//! # Error Types
//!
//! Every fatal condition in this crate — a malformed grammar, a malformed
//! assembly listing, or a runtime parse failure — is represented as one of
//! the three error enums below. Each carries a 1-indexed line number so
//! callers can print `<path>:<line>: error: <message>` the way the original
//! META II tools do.

use thiserror::Error;

/// A line number in a source or assembly listing (1-indexed).
pub type Line = usize;

/// Errors raised while translating a META II grammar into assembly text.
#[derive(Debug, Error, Clone, PartialEq, Eq)]
pub enum CompileError {
    #[error("line {line}: unterminated string literal")]
    UnterminatedString { line: Line },

    #[error("line {line}: unrecognized `.{word}`")]
    UnrecognizedDotKeyword { line: Line, word: String },

    #[error("line {line}: unexpected `{found}`")]
    UnexpectedToken { line: Line, found: String },
}

impl CompileError {
    pub fn line(&self) -> Line {
        match self {
            CompileError::UnterminatedString { line }
            | CompileError::UnrecognizedDotKeyword { line, .. }
            | CompileError::UnexpectedToken { line, .. } => *line,
        }
    }
}

/// Errors raised while loading a textual assembly listing into an
/// instruction array.
#[derive(Debug, Error, Clone, PartialEq, Eq)]
pub enum LoadError {
    #[error("line {line}: expecting identifier on label line")]
    ExpectedLabelIdentifier { line: Line },

    #[error("line {line}: label `{name}' redefined")]
    DuplicateLabel { line: Line, name: String },

    #[error("line {line}: expecting mnemonic on instruction line")]
    ExpectedMnemonic { line: Line },

    #[error("line {line}: unknown mnemonic `{mnemonic}'")]
    UnknownMnemonic { line: Line, mnemonic: String },

    #[error("line {line}: instruction `{mnemonic}' requires an identifier argument")]
    MissingIdArgument { line: Line, mnemonic: String },

    #[error("line {line}: instruction `{mnemonic}' requires a string argument")]
    MissingStrArgument { line: Line, mnemonic: String },

    #[error("line {line}: instruction `{mnemonic}' requires a number argument")]
    MissingNumArgument { line: Line, mnemonic: String },

    #[error("line {line}: NBLK count {count} is out of range (must be 0-256)")]
    NblkOutOfRange { line: Line, count: i64 },

    #[error("label `{name}' referenced but never defined")]
    UndefinedLabel { name: String },

    #[error("line {line}: assembly line exceeds the 1024-byte limit")]
    LineTooLong { line: Line },
}

/// Errors raised while executing a loaded program against an input buffer.
#[derive(Debug, Error, Clone, PartialEq, Eq)]
pub enum RuntimeError {
    #[error("frame stack overflow: more than {max} nested CLL frames")]
    FrameStackOverflow { max: usize },

    #[error("matched token exceeds the {max}-byte limit")]
    TokenTooLong { max: usize },

    #[error("line {line}: syntax error")]
    SyntaxError { line: Line },

    #[error("code does not begin with an ADR instruction")]
    MissingEntryPoint,

    #[error("internal error: dispatched a reserved (NBLK) storage cell at index {index}")]
    ReservedCellExecuted { index: usize },
}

######

■ YOUR GOAL ■
Set down nothing but the lines from the one containing "listing into an" through the end of the entries above, exactly as written, both ends counted.

■ SOLUTION ■
/// Errors raised while loading a textual assembly listing into an
/// instruction array.
#[derive(Debug, Error, Clone, PartialEq, Eq)]
pub enum LoadError {
    #[error("line {line}: expecting identifier on label line")]
    ExpectedLabelIdentifier { line: Line },

    #[error("line {line}: label `{name}' redefined")]
    DuplicateLabel { line: Line, name: String },

    #[error("line {line}: expecting mnemonic on instruction line")]
    ExpectedMnemonic { line: Line },

    #[error("line {line}: unknown mnemonic `{mnemonic}'")]
    UnknownMnemonic { line: Line, mnemonic: String },

    #[error("line {line}: instruction `{mnemonic}' requires an identifier argument")]
    MissingIdArgument { line: Line, mnemonic: String },

    #[error("line {line}: instruction `{mnemonic}' requires a string argument")]
    MissingStrArgument { line: Line, mnemonic: String },

    #[error("line {line}: instruction `{mnemonic}' requires a number argument")]
    MissingNumArgument { line: Line, mnemonic: String },

    #[error("line {line}: NBLK count {count} is out of range (must be 0-256)")]
    NblkOutOfRange { line: Line, count: i64 },

    #[error("label `{name}' referenced but never defined")]
    UndefinedLabel { name: String },

    #[error("line {line}: assembly line exceeds the 1024-byte limit")]
    LineTooLong { line: Line },
}

/// Errors raised while executing a loaded program against an input buffer.
#[derive(Debug, Error, Clone, PartialEq, Eq)]
pub enum RuntimeError {
    #[error("frame stack overflow: more than {max} nested CLL frames")]
    FrameStackOverflow { max: usize },

    #[error("matched token exceeds the {max}-byte limit")]
    TokenTooLong { max: usize },

    #[error("line {line}: syntax error")]
    SyntaxError { line: Line },

    #[error("code does not begin with an ADR instruction")]
    MissingEntryPoint,

    #[error("internal error: dispatched a reserved (NBLK) storage cell at index {index}")]
    ReservedCellExecuted { index: usize },
}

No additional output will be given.